Вильнюс: Город в Европе - [3]
Огромная равнина на восток от Эльбы в течение тысяч лет была местом, где кочевали, обживались и общались племена, различные и по происхождению, и по обычаям. Они постепенно смешивались, воины одного племени женились на девушках из другого, роднились села, говорящие на разных языках; поэтому именно в этом краю особенно бессмысленны речи об этнической чистоте. В словарях каждого из народов прижилось множество инородных слов — те, что поменьше и послабее, одалживали их у сильнейших, более культурных, но часто бывало и наоборот. Невысокие холмы не могли быть преградой; движение и смешение племен могли слегка приостановить разве что реки, еще труднее было преодолеть болота и чащи. Большинство этих племен шло с востока на запад, где земля и погода были более приветливы. Те из них, кто попал в орбиту Римской империи, приняли христианство и присоединились к созданию того, что сейчас зовется европейской цивилизацией.
В новое время всю эту равнину разбили политические границы. Чаще всего они не отображали никаких естественных или языковых границ и зависели только от того, где остановилась очередная армия.
Но со временем они становились все более неприступными. Помню наглухо закрытую стену, которая отделяла СССР — его частью, увы, был мой город — от остального мира. Она щетинилась сторожевыми башенками и контрольными вышками с прожекторами; меж этими строениями простирались ряды заборов из колючей проволоки, а дальше — распаханные полосы земли, на которых должны были оставить след вторгающиеся с Запада, но прежде всего, конечно, собственные граждане, пытавшиеся покинуть родину пролетариата. Все это сильно напоминало Берлин с его стеной. Вооруженные пулеметами пограничники выполняли ту же работу, что охранники концлагеря: с юности я привык, как многие, называть свою родину «большой зоной», скрывающей в своих глубинах множество «малых» (в них попасть никто не хотел, хотя в принципе нравы там были те же). От старших я слышал, что похожая глухая стена, хоть и не такая страшная, существовала и перед войной — чуть подальше на восток. Она разделяла Литву и Польшу — страны, которые ссорились из-за Вильнюса и поэтому не поддерживали дипломатических отношений. Пересечь границу тогда можно было только с контрабандистами; железная дорога была заброшена — за двадцать лет между шпалами выросли приличные сосенки. Даже сегодня всего лишь в тридцати километрах от города проходит — правда, более спокойный, но тем не менее весомый — рубеж с пограничниками и таможней. Вильнюс находится на восточной границе Европейского союза, он ближе всего из его столиц к территории, которая не принадлежит союзу — Белоруссии и России. Что бы ни происходило, город остается на границе; но граница своенравно меняется, отдавая его то одному, то другому государству, то одной, то другой политической системе и постоянно делая предметом чьей-либо ностальгии. Перед войной о нем мечтали литовцы, поскольку Вильнюсом владела Польша; сейчас, когда город, как и в самом своем начале, стал столицей Литвы, о нем тоскуют поляки, а еще больше — белорусы.
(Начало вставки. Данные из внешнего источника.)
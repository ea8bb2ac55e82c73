use std::collections::BTreeMap;

use relayhub_protocol::JsonObject;
use relayhub_protocol::openai::{ChatCompletionChunk, ChunkDelta, ToolCallChunk};
use serde_json::{Map, Value, json};

use super::{ToolCallState, fold_reasoning, merge_scalar, merge_usage, set_if_nonempty};

/// Folds OpenAI chat-completion chunks into one `chat.completion` object.
#[derive(Debug, Clone, Default)]
pub struct OpenAIChatCompletionStreamToResponseState {
    id: Option<String>,
    model: Option<String>,
    created: Option<i64>,
    system_fingerprint: Option<String>,
    service_tier: Option<String>,
    usage: Option<JsonObject>,
    role: Option<String>,
    content: String,
    reasoning: String,
    refusal: String,
    tool_calls: BTreeMap<i64, ToolCallState>,
    finish_reason: Option<String>,
    message_extra: JsonObject,
}

impl OpenAIChatCompletionStreamToResponseState {
    pub fn new() -> Self {
        Self::default()
    }

    pub fn push_chunk(&mut self, chunk: &ChatCompletionChunk) {
        self.update_from_chunk(chunk);

        let Some(choice) = chunk.first_choice() else {
            return;
        };
        if let Some(body) = choice.body() {
            self.merge_delta(body);
        }
        set_if_nonempty(&mut self.finish_reason, choice.finish_reason.as_deref());
    }

    pub fn finalize(&self) -> Value {
        let mut message = Map::new();
        message.insert(
            "role".to_string(),
            Value::String(self.role.clone().unwrap_or_else(|| "assistant".to_string())),
        );
        message.insert(
            "content".to_string(),
            Value::String(fold_reasoning(&self.reasoning, &self.content)),
        );
        if !self.refusal.is_empty() {
            message.insert("refusal".to_string(), Value::String(self.refusal.clone()));
        }
        if !self.tool_calls.is_empty() {
            let calls = self.tool_calls.values().map(build_tool_call).collect();
            message.insert("tool_calls".to_string(), Value::Array(calls));
        }
        for (key, value) in &self.message_extra {
            message.entry(key.clone()).or_insert_with(|| value.clone());
        }

        let mut response = Map::new();
        insert_opt(&mut response, "id", self.id.clone().map(Value::String));
        response.insert("object".to_string(), json!("chat.completion"));
        insert_opt(&mut response, "created", self.created.map(Value::from));
        insert_opt(&mut response, "model", self.model.clone().map(Value::String));
        insert_opt(
            &mut response,
            "system_fingerprint",
            self.system_fingerprint.clone().map(Value::String),
        );
        insert_opt(
            &mut response,
            "service_tier",
            self.service_tier.clone().map(Value::String),
        );
        response.insert(
            "choices".to_string(),
            json!([{
                "index": 0,
                "message": Value::Object(message),
                "finish_reason": self.finish_reason,
            }]),
        );
        insert_opt(&mut response, "usage", self.usage.clone().map(Value::Object));
        Value::Object(response)
    }

    fn update_from_chunk(&mut self, chunk: &ChatCompletionChunk) {
        set_if_nonempty(&mut self.id, chunk.id.as_deref());
        set_if_nonempty(&mut self.model, chunk.model.as_deref());
        set_if_nonempty(
            &mut self.system_fingerprint,
            chunk.system_fingerprint.as_deref(),
        );
        set_if_nonempty(&mut self.service_tier, chunk.service_tier.as_deref());
        if chunk.created.is_some() {
            self.created = chunk.created;
        }
        if let Some(usage) = &chunk.usage {
            merge_usage(&mut self.usage, usage);
        }
    }

    fn merge_delta(&mut self, delta: &ChunkDelta) {
        set_if_nonempty(&mut self.role, delta.role.as_deref());
        if let Some(content) = &delta.content {
            self.content.push_str(content);
        }
        if let Some(reasoning) = &delta.reasoning_content {
            self.reasoning.push_str(reasoning);
        }
        if let Some(refusal) = &delta.refusal {
            self.refusal.push_str(refusal);
        }
        if let Some(tool_calls) = &delta.tool_calls {
            for tool_call in tool_calls {
                self.merge_tool_call(tool_call);
            }
        }
        set_if_nonempty(&mut self.finish_reason, delta.finish_reason.as_deref());
        for (key, value) in &delta.extra {
            merge_scalar(&mut self.message_extra, key, value);
        }
    }

    fn merge_tool_call(&mut self, tool_call: &ToolCallChunk) {
        let entry = self
            .tool_calls
            .entry(tool_call.index.unwrap_or(0))
            .or_default();
        let function = tool_call.function.as_ref();
        entry.merge_identity(
            tool_call.id.as_deref(),
            function.and_then(|function| function.name.as_deref()),
        );
        entry.merge_extra(&tool_call.extra);
        if let Some(arguments) = function.and_then(|function| function.arguments.as_deref()) {
            entry.push_arguments(arguments);
        }
    }
}

fn build_tool_call(state: &ToolCallState) -> Value {
    let mut call = Map::new();
    call.insert(
        "id".to_string(),
        Value::String(state.id.clone().unwrap_or_default()),
    );
    call.insert(
        "type".to_string(),
        state
            .extra
            .get("type")
            .cloned()
            .unwrap_or_else(|| json!("function")),
    );
    call.insert(
        "function".to_string(),
        json!({
            "name": state.name.clone().unwrap_or_default(),
            "arguments": state.arguments,
        }),
    );
    for (key, value) in &state.extra {
        call.entry(key.clone()).or_insert_with(|| value.clone());
    }
    Value::Object(call)
}

fn insert_opt(target: &mut Map<String, Value>, key: &str, value: Option<Value>) {
    if let Some(value) = value {
        target.insert(key.to_string(), value);
    }
}
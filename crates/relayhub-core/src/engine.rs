//! The relay loop: route, call, classify, and fail over.

use std::sync::Arc;
use std::time::SystemTime;

use relayhub_provider_core::{
    AttemptFailedEvent, Channel, ChannelRouter, ChannelStatus, DefaultDisablePolicy,
    DisablePolicy, Event, EventHub, PinState, RelayError, RoutingRequest, TransitionActor,
    UpstreamPayload, UpstreamProvider, UpstreamRequest, should_retry,
};
use serde_json::Value;
use tracing::{error, info, warn};

/// A successful attempt and the channel that served it.
#[derive(Debug)]
pub struct RelayOutcome {
    pub channel: Arc<Channel>,
    pub payload: UpstreamPayload,
    /// 1 when the first channel answered.
    pub attempts: u32,
}

/// What one inbound request asks of the engine.
#[derive(Debug, Clone)]
pub struct RelayCall {
    /// The caller-facing request id, reused as the trace id.
    pub trace_id: String,
    pub path: String,
    pub body: Value,
    pub stream: bool,
}

pub struct RelayEngine {
    router: ChannelRouter,
    provider: Arc<dyn UpstreamProvider>,
    disable: Arc<dyn DisablePolicy>,
    events: Option<EventHub>,
}

impl std::fmt::Debug for RelayEngine {
    fn fmt(&self, f: &mut std::fmt::Formatter<'_>) -> std::fmt::Result {
        f.debug_struct("RelayEngine")
            .field("router", &self.router)
            .finish()
    }
}

impl RelayEngine {
    pub fn new(router: ChannelRouter, provider: Arc<dyn UpstreamProvider>) -> Self {
        Self {
            router,
            provider,
            disable: Arc::new(DefaultDisablePolicy),
            events: None,
        }
    }

    pub fn with_disable_policy(mut self, disable: Arc<dyn DisablePolicy>) -> Self {
        self.disable = disable;
        self
    }

    pub fn with_events(mut self, events: EventHub) -> Self {
        self.events = Some(events);
        self
    }

    pub fn router(&self) -> &ChannelRouter {
        &self.router
    }

    /// Runs attempts until one succeeds or the classifier stops the loop.
    ///
    /// Every failed channel is excluded from later selections. Once an
    /// attempt has failed, a routing error no longer reaches the caller: the
    /// last upstream error does.
    pub async fn relay(
        &self,
        call: &RelayCall,
        routing: &mut RoutingRequest,
    ) -> Result<RelayOutcome, RelayError> {
        let mut last_err: Option<RelayError> = None;
        let mut attempt_no = 0u32;

        loop {
            let channel = match self.router.select_channel(routing) {
                Ok(channel) => channel,
                Err(route_err) => {
                    if let Some(err) = last_err {
                        warn!(
                            event = "relay_exhausted",
                            trace_id = %call.trace_id,
                            attempts = attempt_no,
                            reason = %route_err,
                        );
                        return Err(err);
                    }
                    return Err(route_err.into());
                }
            };
            attempt_no += 1;

            let request = UpstreamRequest {
                trace_id: call.trace_id.clone(),
                channel: channel.clone(),
                path: call.path.clone(),
                body: map_model(&call.body, channel.upstream_model(&routing.model)),
                stream: call.stream,
            };
            info!(
                event = "upstream_attempt",
                trace_id = %call.trace_id,
                attempt_no,
                channel_id = channel.id,
                kind = channel.kind.as_str(),
                model = %routing.model,
            );

            let err = match self.provider.call(request).await {
                Ok(payload) => {
                    return Ok(RelayOutcome {
                        channel,
                        payload,
                        attempts: attempt_no,
                    });
                }
                Err(err) => err,
            };

            error!(
                event = "relay_attempt_failed",
                trace_id = %call.trace_id,
                channel_id = channel.id,
                status = err.status,
                "relay error (channel {}): {}",
                channel.label(),
                err.message
            );
            self.maybe_disable(&channel, &err).await;

            let will_retry = should_retry(&err, channel.kind, PinState::from(&*routing));
            self.emit_attempt_failed(call, routing, &channel, &err, attempt_no, will_retry)
                .await;
            if !will_retry {
                return Err(err);
            }
            routing.exclude(channel.id);
            last_err = Some(err);
        }
    }

    async fn maybe_disable(&self, channel: &Channel, err: &RelayError) {
        let Some(reason) = self.disable.should_disable(channel.kind, err) else {
            return;
        };
        if let Err(registry_err) = self
            .router
            .registry()
            .set_status(
                channel.id,
                ChannelStatus::AutoDisabled,
                reason,
                TransitionActor::System,
            )
            .await
        {
            warn!(
                event = "channel_disable_failed",
                channel_id = channel.id,
                error = %registry_err,
            );
        }
    }

    async fn emit_attempt_failed(
        &self,
        call: &RelayCall,
        routing: &RoutingRequest,
        channel: &Channel,
        err: &RelayError,
        attempt_no: u32,
        will_retry: bool,
    ) {
        let Some(events) = &self.events else {
            return;
        };
        events
            .emit(Event::Upstream(AttemptFailedEvent {
                trace_id: call.trace_id.clone(),
                at: SystemTime::now(),
                attempt_no,
                channel_id: channel.id,
                channel_name: channel.name.clone(),
                channel_kind: channel.kind,
                model: routing.model.clone(),
                status: err.status,
                message: err.message.clone(),
                local: err.is_local(),
                will_retry,
            }))
            .await;
    }
}

/// Rewrites the body's `model` for one channel. Non-object bodies pass as-is.
fn map_model(body: &Value, upstream_model: &str) -> Value {
    let mut body = body.clone();
    if let Value::Object(map) = &mut body {
        map.insert("model".to_string(), Value::String(upstream_model.to_string()));
    }
    body
}
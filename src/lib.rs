//! SMA Tuner - slime mould hyperparameter search for linear classifiers
//!
//! This crate tunes an SGD linear classifier on a tabular dataset with the
//! Slime Mould Algorithm:
//! - Data loading, stratified splitting and scaling
//! - A from-scratch SGD classifier with nine losses and three penalties
//! - Population search over a mixed float/categorical space
//! - Web server and CLI interfaces
//!
//! # Modules
//!
//! - [`utils`] - Dataset loading and preparation
//! - [`preprocessing`] - Train/test split and feature scaling
//! - [`training`] - SGD classifier and metrics
//! - [`optimizer`] - Search space, objective and slime mould optimizer
//! - [`server`] - HTTP server with REST API
//! - [`cli`] - Command-line interface

// Core error handling
pub mod error;

// Core ML modules
pub mod preprocessing;
pub mod training;
pub mod optimizer;
pub mod utils;

// Services
pub mod server;
pub mod cli;

pub use error::{Result, TunerError};

/// Re-export commonly used types
pub mod prelude {
    // Error handling
    pub use crate::error::{Result, TunerError};

    // Data
    pub use crate::preprocessing::{Scaler, ScalerType};
    pub use crate::utils::{DatasetConfig, PreparedData};

    // Training
    pub use crate::training::{SGDClassifier, SGDConfig, SGDLoss, Penalty};

    // Optimization
    pub use crate::optimizer::{
        Bound, HyperparamSet, Objective, OptimizationResult, OptimizeDirection, ParameterValue,
        Problem, ProblemConfig, SearchSpace, SlimeMould, SmaConfig,
    };
}
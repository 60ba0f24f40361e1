//! Data loading utilities

use crate::error::{Result, TunerError};
use crate::preprocessing::{train_test_split, Scaler, ScalerType};
use ndarray::{Array1, Array2};
use polars::prelude::*;
use serde::{Deserialize, Serialize};
use std::fs::File;
use std::path::{Path, PathBuf};
use std::time::Instant;
use tracing::{debug, info};

/// Data loader for tabular files
#[derive(Debug, Clone)]
pub struct DataLoader {
    /// Rows used for schema inference on CSV files
    infer_schema_length: usize,
}

impl Default for DataLoader {
    fn default() -> Self {
        Self::new()
    }
}

impl DataLoader {
    /// Create a new data loader
    pub fn new() -> Self {
        Self {
            infer_schema_length: 1000,
        }
    }

    /// Load a CSV file
    pub fn load_csv(&self, path: &Path) -> Result<DataFrame> {
        if !path.exists() {
            return Err(TunerError::DataError(format!("file not found: {}", path.display())));
        }

        CsvReadOptions::default()
            .with_has_header(true)
            .with_infer_schema_length(Some(self.infer_schema_length))
            .try_into_reader_with_file_path(Some(path.to_path_buf()))
            .map_err(|e| TunerError::DataError(e.to_string()))?
            .finish()
            .map_err(|e| TunerError::DataError(e.to_string()))
    }

    /// Load a Parquet file
    pub fn load_parquet(&self, path: &Path) -> Result<DataFrame> {
        let file = File::open(path)
            .map_err(|e| TunerError::DataError(format!("{}: {}", path.display(), e)))?;

        ParquetReader::new(file)
            .finish()
            .map_err(|e| TunerError::DataError(e.to_string()))
    }

    /// Load a JSON file
    pub fn load_json(&self, path: &Path) -> Result<DataFrame> {
        let file = File::open(path)
            .map_err(|e| TunerError::DataError(format!("{}: {}", path.display(), e)))?;

        JsonReader::new(file)
            .finish()
            .map_err(|e| TunerError::DataError(e.to_string()))
    }

    /// Detect file format from extension and load
    pub fn load_auto(&self, path: &Path) -> Result<DataFrame> {
        let ext = path
            .extension()
            .and_then(|e| e.to_str())
            .map(|e| e.to_lowercase())
            .unwrap_or_default();

        match ext.as_str() {
            "parquet" | "pq" => self.load_parquet(path),
            "json" => self.load_json(path),
            // CSV is the default
            _ => self.load_csv(path),
        }
    }
}

/// Where the dataset lives and how it is turned into train/test arrays
#[derive(Debug, Clone, Serialize, Deserialize)]
#[serde(default)]
pub struct DatasetConfig {
    pub path: PathBuf,
    /// Binary label column
    pub target: String,
    /// Identifier columns removed before training
    pub drop_columns: Vec<String>,
    pub test_size: f64,
    pub stratify: bool,
    pub random_state: Option<u64>,
    pub scaler: ScalerType,
}

impl Default for DatasetConfig {
    fn default() -> Self {
        Self {
            path: PathBuf::from("data/alzheimers_disease_data.csv"),
            target: "Diagnosis".to_string(),
            drop_columns: vec!["PatientID".to_string(), "DoctorInCharge".to_string()],
            test_size: 0.3,
            stratify: true,
            random_state: Some(1),
            scaler: ScalerType::Standard,
        }
    }
}

impl DatasetConfig {
    pub fn new(path: impl Into<PathBuf>) -> Self {
        Self {
            path: path.into(),
            ..Default::default()
        }
    }

    pub fn with_target(mut self, target: impl Into<String>) -> Self {
        self.target = target.into();
        self
    }

    pub fn with_drop_columns<S: Into<String>>(mut self, columns: impl IntoIterator<Item = S>) -> Self {
        self.drop_columns = columns.into_iter().map(Into::into).collect();
        self
    }

    pub fn with_test_size(mut self, test_size: f64) -> Self {
        self.test_size = test_size;
        self
    }

    pub fn with_random_state(mut self, seed: u64) -> Self {
        self.random_state = Some(seed);
        self
    }

    pub fn with_scaler(mut self, scaler: ScalerType) -> Self {
        self.scaler = scaler;
        self
    }

    /// Load the file and produce the prepared split
    pub fn load(&self) -> Result<PreparedData> {
        let start = Instant::now();
        let df = DataLoader::new().load_auto(&self.path)?;
        info!(
            path = %self.path.display(),
            rows = df.height(),
            cols = df.width(),
            elapsed_ms = start.elapsed().as_millis() as u64,
            "Loaded dataset"
        );
        PreparedData::from_frame(&df, self)
    }
}

/// Fixed, pre-split and pre-scaled data shared by every objective evaluation
#[derive(Debug, Clone, Serialize, Deserialize)]
pub struct PreparedData {
    pub x_train: Array2<f64>,
    pub x_test: Array2<f64>,
    pub y_train: Array1<f64>,
    pub y_test: Array1<f64>,
    pub feature_names: Vec<String>,
}

impl PreparedData {
    /// Extract features and labels from a frame, then split and scale them
    pub fn from_frame(df: &DataFrame, config: &DatasetConfig) -> Result<Self> {
        let (x, y, feature_names) = frame_to_arrays(df, &config.target, &config.drop_columns)?;
        Self::from_arrays(x, y, feature_names, config)
    }

    /// Split and scale in-memory arrays
    pub fn from_arrays(
        x: Array2<f64>,
        y: Array1<f64>,
        feature_names: Vec<String>,
        config: &DatasetConfig,
    ) -> Result<Self> {
        if feature_names.len() != x.ncols() {
            return Err(TunerError::ShapeError {
                expected: format!("{} feature names", x.ncols()),
                actual: format!("{} feature names", feature_names.len()),
            });
        }

        let split = train_test_split(&x, &y, config.test_size, config.stratify, config.random_state)?;

        // Fit on train only, apply to both
        let mut scaler = Scaler::new(config.scaler.clone());
        let x_train = scaler.fit_transform(&split.x_train)?;
        let x_test = scaler.transform(&split.x_test)?;

        debug!(
            n_train = x_train.nrows(),
            n_test = x_test.nrows(),
            n_features = x_train.ncols(),
            scaler = ?config.scaler,
            "Prepared train/test split"
        );

        Ok(Self {
            x_train,
            x_test,
            y_train: split.y_train,
            y_test: split.y_test,
            feature_names,
        })
    }

    pub fn n_features(&self) -> usize {
        self.x_train.ncols()
    }

    pub fn n_train(&self) -> usize {
        self.x_train.nrows()
    }

    pub fn n_test(&self) -> usize {
        self.x_test.nrows()
    }
}

/// Drop identifier columns and convert the rest to a numeric matrix and label vector
pub fn frame_to_arrays(
    df: &DataFrame,
    target: &str,
    drop_columns: &[String],
) -> Result<(Array2<f64>, Array1<f64>, Vec<String>)> {
    let mut df = df.clone();
    for name in drop_columns {
        if df.column(name).is_err() {
            return Err(TunerError::FeatureNotFound(name.clone()));
        }
        df = df.drop(name)?;
    }

    let target_column = df
        .column(target)
        .map_err(|_| TunerError::FeatureNotFound(target.to_string()))?;
    let y = column_values(target_column)?;
    let features = df.drop(target)?;

    if features.width() == 0 {
        return Err(TunerError::DataError("no feature columns left after dropping".into()));
    }

    let feature_names: Vec<String> = features
        .get_column_names()
        .iter()
        .map(|s| s.to_string())
        .collect();

    let mut x = Array2::<f64>::zeros((features.height(), features.width()));
    for (j, column) in features.get_columns().iter().enumerate() {
        let values = column_values(column)?;
        x.column_mut(j).assign(&values);
    }

    Ok((x, y, feature_names))
}

fn column_values(column: &Column) -> Result<Array1<f64>> {
    let name = column.name().to_string();
    let series = column
        .as_materialized_series()
        .cast(&DataType::Float64)
        .map_err(|e| TunerError::DataError(format!("column '{}' is not numeric: {}", name, e)))?;
    let ca = series.f64()?;

    ca.into_iter()
        .enumerate()
        .map(|(row, v)| {
            v.ok_or_else(|| {
                TunerError::DataError(format!("missing or non-numeric value in column '{}' at row {}", name, row))
            })
        })
        .collect::<Result<Vec<f64>>>()
        .map(Array1::from_vec)
}

#[cfg(test)]
mod tests {
    use super::*;

    fn sample_df() -> DataFrame {
        df!(
            "PatientID" => &[1i64, 2, 3, 4, 5, 6, 7, 8, 9, 10],
            "Age" => &[60.0, 70.0, 65.0, 80.0, 75.0, 62.0, 68.0, 90.0, 85.0, 71.0],
            "MMSE" => &[28.0, 20.0, 27.0, 12.0, 15.0, 29.0, 26.0, 10.0, 11.0, 18.0],
            "DoctorInCharge" => &["XXX"; 10],
            "Diagnosis" => &[0i64, 1, 0, 1, 1, 0, 0, 1, 1, 0]
        )
        .unwrap()
    }

    #[test]
    fn test_frame_to_arrays() {
        let df = sample_df();
        let drop = vec!["PatientID".to_string(), "DoctorInCharge".to_string()];
        let (x, y, names) = frame_to_arrays(&df, "Diagnosis", &drop).unwrap();

        assert_eq!(names, vec!["Age".to_string(), "MMSE".to_string()]);
        assert_eq!(x.dim(), (10, 2));
        assert_eq!(x[[3, 1]], 12.0);
        assert_eq!(y[1], 1.0);
    }

    #[test]
    fn test_missing_columns() {
        let df = sample_df();
        let err = frame_to_arrays(&df, "Label", &[]).unwrap_err();
        assert!(matches!(err, TunerError::FeatureNotFound(ref c) if c == "Label"));

        let err = frame_to_arrays(&df, "Diagnosis", &["Nope".to_string()]).unwrap_err();
        assert!(matches!(err, TunerError::FeatureNotFound(_)));
    }

    #[test]
    fn test_non_numeric_feature_rejected() {
        let df = sample_df();
        let err = frame_to_arrays(&df, "Diagnosis", &["PatientID".to_string()]).unwrap_err();
        assert!(matches!(err, TunerError::DataError(_)));
    }

    #[test]
    fn test_prepared_data_from_frame() {
        let df = sample_df();
        let config = DatasetConfig::default();
        let data = PreparedData::from_frame(&df, &config).unwrap();

        assert_eq!(data.n_test(), 3);
        assert_eq!(data.n_train(), 7);
        assert_eq!(data.n_features(), 2);
        // Train features are standardized
        let mean = data.x_train.column(0).mean().unwrap();
        assert!(mean.abs() < 1e-10);
    }

    #[test]
    fn test_load_missing_file() {
        let config = DatasetConfig::new("/nonexistent/data.csv");
        assert!(matches!(config.load(), Err(TunerError::DataError(_))));
    }

    #[test]
    fn test_load_csv_roundtrip() {
        let path = std::env::temp_dir().join(format!("sma-tuner-loader-{}.csv", std::process::id()));
        let mut df = sample_df();
        let mut file = File::create(&path).unwrap();
        CsvWriter::new(&mut file).finish(&mut df).unwrap();

        let loaded = DataLoader::new().load_auto(&path).unwrap();
        assert_eq!(loaded.height(), 10);
        assert_eq!(loaded.width(), 5);

        let data = DatasetConfig::new(&path).load().unwrap();
        assert_eq!(data.n_train() + data.n_test(), 10);

        std::fs::remove_file(&path).ok();
    }
}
Ни одна из этих наций не может утверждать, что Вильнюс принадлежит только ей. Неповторимый, почти фантастический сплав языков, национальных традиций и религий в этом городе игнорирует любые политические границы, и это всегда бросалось в глаза приезжим, а местные жители попросту думали, что по-другому и быть не может. В самом начале двадцатого века в вильнюсской гимназии учился Михаил Бахтин, позднее ставший крупнейшим русским философом. Авторы его первой классической биографии, мои коллеги по Йельскому университету Катерина Кларк и Майкл Холквист, пишут: «Когда Бахтин приехал в Вильнюс из русской провинции, на него повлияло не только разнообразие архитектуры, но и разноцветье языков, сословий и народов. Литва по сути была колонией России, которой управляли русские, официальным языком был русский, а православие — официальной религией. Но большинство жителей были поляками или литовцами, католиками, противостоящими православию... В Вильнюсе также было много евреев... Итак, Вильнюс времен юности Бахтина был живым примером гетероглоссии, а этот феномен стал краеугольным камнем его теории. Гетероглоссия, или скрещивание различных языков, культур и сословий для Бахтина было идеальным состоянием, которое обеспечивает постоянную интеллектуальную и культурную революцию, защищающую то или иное общество от "единственного верного языка" или "официального языка", от застоя и оцепенелости мысли. И впрямь, в одном своем эссе, написанном в сороковые годы <...> Бахтин описывает Самосату, родной город Лукиана, совсем так, как можно было бы описать Вильнюс. Жителями Самосаты были сирийцы, которые говорили по-арамейски, но образованная элита говорила и писала по-гречески. Самосатой тогда управляли римляне, у которых в городе был свой легион, то есть официальным языком там была латынь. А поскольку через город шли торговые пути, в нем можно было услышать и множество других языков». Во времена Бахтина — и до них, и после — в Вильнюсе проживало множество разных народов (в советское время, несмотря на тенденцию сливать некоторые национальности с русской, перепись зафиксировала их восемьдесят). Конечно, народы — это «воображаемые общины»: их состав и само их понятие постоянно меняются, Вильнюс — одна из лучших лабораторий, где можно наблюдать и осмыслять этот процесс. Семь национальных групп, иногда не слишком больших, но поселившихся в городе со времен средневековья, принято называть коренными.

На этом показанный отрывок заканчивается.